Over at American Heritage
Dictionaries, published by the afore mentioned H-M, editors compiled a list
of 100 words and go on to suggest each and every high school graduate should
feel comfortable with all on hundred. Check it out and you might just
wonder what high school the Houghton-Mifflin word geeks attended? It sure
wasn’t Cambridge High, home of the Vikings in Western Illinois. Here I
thought Miss Westerlund a meanie for insisting I memorize passages from “Thanatopsis”.
Turns out she was a marshmallow when it came to vocabulary.
Not to quibble with the intellectual
set but where, in the course of everyday life, is one penalized by having an
intimate familiarity with words like moiety (a half), quotidian (a placid
everyday scene) and ziggurat (a type of temple tower common to the
Sumerians, Babylonians and Assyrians of ancient Mesopotamia)? Well, other
than a George Orbanek Sunday Sentinel column.

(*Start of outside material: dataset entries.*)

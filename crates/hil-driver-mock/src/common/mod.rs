//! Common infrastructure for the mock backend.
//!
//! - **timing**: Instant vs. realistic mode and lab-like latencies
//! - **errors**: Error injection framework
//! - **rng**: Seeded random number generator

pub mod errors;
pub mod rng;
pub mod timing;

pub use errors::{ErrorConfig, ErrorScenario};
pub use rng::MockRng;
pub use timing::{MockMode, TimingConfig};

pub(crate) use timing::simulate_latency;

According to senior editor Steven
Kleinedier, explaining why high school students should be intimately
familiar with the likes of tautology, taxonomy and tectonic, “The words we
suggest are not meant to be exhaustive but are a benchmark against which
graduates and their parents can measure themselves.”
Well, I measured away and found you
know who coming up quite short in what is supposedly the ground floor of
sound grammatical knowledge in 2007. Oh, there were some recognizable
offerings on the list. Paradigm, a word always bordered by “ever shifting”,
was a favorite of the touchy-feely set back in the nineties and equinox was
a week ago today, but gamete, enervate, evanescent and unctuous?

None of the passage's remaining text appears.